After more thought, I finally have my answer.
The question was posed by someone I later learned was a Christian who was checking out the skeptics group. He asked me, “do you have to be an atheist to be a humanist?”
While my initial thought was that yes, nearly all humanists are atheists, I realised that this wasn’t a philosophical necessity. The principles of humanism are reason and compassion, which many Christians, Muslims, Jews, and other theists share – they just tend to apply them less methodically. Most Canadians live by humanist values, whether they attend church on Sunday or not.
So there’s a seeming contradiction.
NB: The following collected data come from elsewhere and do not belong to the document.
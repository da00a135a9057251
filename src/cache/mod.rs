//! Statistics cache handed explicitly to the services that read aggregate
//! numbers. Entries live for at most the configured TTL (plus jitter) and
//! are deleted by the write paths that change the underlying rows.

pub mod keys;
mod memory;

use std::time::Duration;

use rand::Rng;
use redis::aio::MultiplexedConnection;
use redis::AsyncCommands;
use serde::de::DeserializeOwned;
use serde::Serialize;

pub use memory::MemoryCache;

use crate::config::Config;

const TTL_JITTER_RATIO: f64 = 0.1;

#[derive(Clone)]
pub struct RedisCache {
    connection: MultiplexedConnection,
}

impl RedisCache {
    pub fn new(connection: MultiplexedConnection) -> Self {
        Self { connection }
    }

    pub async fn connect(redis_url: &str) -> Result<Self, redis::RedisError> {
        let client = redis::Client::open(redis_url)?;
        let connection = client.get_multiplexed_tokio_connection().await?;
        Ok(Self::new(connection))
    }

    async fn get_raw(&self, key: &str) -> Option<String> {
        let mut conn = self.connection.clone();
        let payload: Option<String> = conn.get(key).await.ok()?;
        payload
    }

    async fn set_raw(&self, key: &str, payload: String, ttl: Duration) {
        let mut conn = self.connection.clone();
        if !ttl.is_zero() {
            let ttl_secs = ttl.as_secs().max(1);
            let _: Result<(), _> = conn.set_ex(key, payload, ttl_secs).await;
        } else {
            let _: Result<(), _> = conn.set(key, payload).await;
        }
    }

    async fn delete(&self, key: &str) {
        let mut conn = self.connection.clone();
        let _: Result<u64, _> = conn.del(key).await;
    }

    pub async fn is_connected(&self) -> bool {
        let mut conn = self.connection.clone();
        redis::cmd("PING")
            .query_async::<String>(&mut conn)
            .await
            .is_ok()
    }
}

#[derive(Clone)]
pub enum CacheBackend {
    Memory(MemoryCache),
    Redis(RedisCache),
    Disabled,
}

#[derive(Clone)]
pub struct StatsCache {
    backend: CacheBackend,
    ttl: Duration,
}

impl StatsCache {
    pub fn new(backend: CacheBackend, ttl: Duration) -> Self {
        Self { backend, ttl }
    }

    pub fn memory(ttl: Duration) -> Self {
        Self::new(CacheBackend::Memory(MemoryCache::new()), ttl)
    }

    pub fn disabled() -> Self {
        Self::new(CacheBackend::Disabled, Duration::ZERO)
    }

    /// Redis when `REDIS_URL` is set and reachable, process memory otherwise.
    pub async fn from_config(config: &Config) -> Self {
        if let Some(url) = config.redis_url.as_deref() {
            match RedisCache::connect(url).await {
                Ok(redis) => {
                    if redis.is_connected().await {
                        tracing::info!("stats cache backed by redis");
                        return Self::new(CacheBackend::Redis(redis), config.stats_cache_ttl);
                    }
                    tracing::warn!("redis did not answer PING, using in-process stats cache");
                }
                Err(err) => {
                    tracing::warn!(error = %err, "redis unavailable, using in-process stats cache");
                }
            }
        }
        Self::memory(config.stats_cache_ttl)
    }

    pub fn ttl(&self) -> Duration {
        self.ttl
    }

    pub async fn get<T>(&self, key: &str) -> Option<T>
    where
        T: DeserializeOwned,
    {
        let payload = match &self.backend {
            CacheBackend::Memory(memory) => memory.get_raw(key),
            CacheBackend::Redis(redis) => redis.get_raw(key).await,
            CacheBackend::Disabled => None,
        }?;
        serde_json::from_str(&payload).ok()
    }

    pub async fn set<T>(&self, key: &str, value: &T)
    where
        T: Serialize,
    {
        let payload = match serde_json::to_string(value) {
            Ok(p) => p,
            Err(_) => return,
        };
        let ttl = if self.ttl.is_zero() {
            self.ttl
        } else {
            apply_ttl_jitter(self.ttl)
        };

        match &self.backend {
            CacheBackend::Memory(memory) => memory.set_raw(key, payload, ttl),
            CacheBackend::Redis(redis) => redis.set_raw(key, payload, ttl).await,
            CacheBackend::Disabled => {}
        }
    }

    pub async fn delete(&self, key: &str) {
        match &self.backend {
            CacheBackend::Memory(memory) => memory.delete(key),
            CacheBackend::Redis(redis) => redis.delete(key).await,
            CacheBackend::Disabled => {}
        }
    }
}

fn apply_ttl_jitter(ttl: Duration) -> Duration {
    let base_ms = ttl.as_millis() as f64;
    let mut rng = rand::rng();
    let factor = rng.random_range(1.0 - TTL_JITTER_RATIO..=1.0 + TTL_JITTER_RATIO);
    let jittered_ms = (base_ms * factor).round().max(1.0);
    Duration::from_millis(jittered_ms as u64)
}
Most self-identifying humanists are atheists, and I would argue that reason should lead you to dispell with any belief in the supernatural, yet humanist values are becoming increasingly universal and there seems no reason to exclude them from our club.
What I have come to realise is that humanism removes any need for god from the equation – humanism makes god irrelevant.
The traditional excuses for invoking a deity tend to be either to explain the natural world or for morality.
Humanism turns to empirical science, which has given us everything from the Big Bang to evolution by natural selection, as an explanation for the world we see. The god of the gaps is running out of places to hide, and even deism has fallen out of favour as cosmologists like Lawrence Krauss and Victor Stenger have argued that the universe can in fact come from nothing.
Meanwhile, humanist ethics, based on compassion and human dignity, have removed the need to turn to dogmatic religions to explain why we should be nice to one another.
So while being a humanist doesn’t really mean you need to be an atheist, it doesn’t leave much room for any god worth believing in.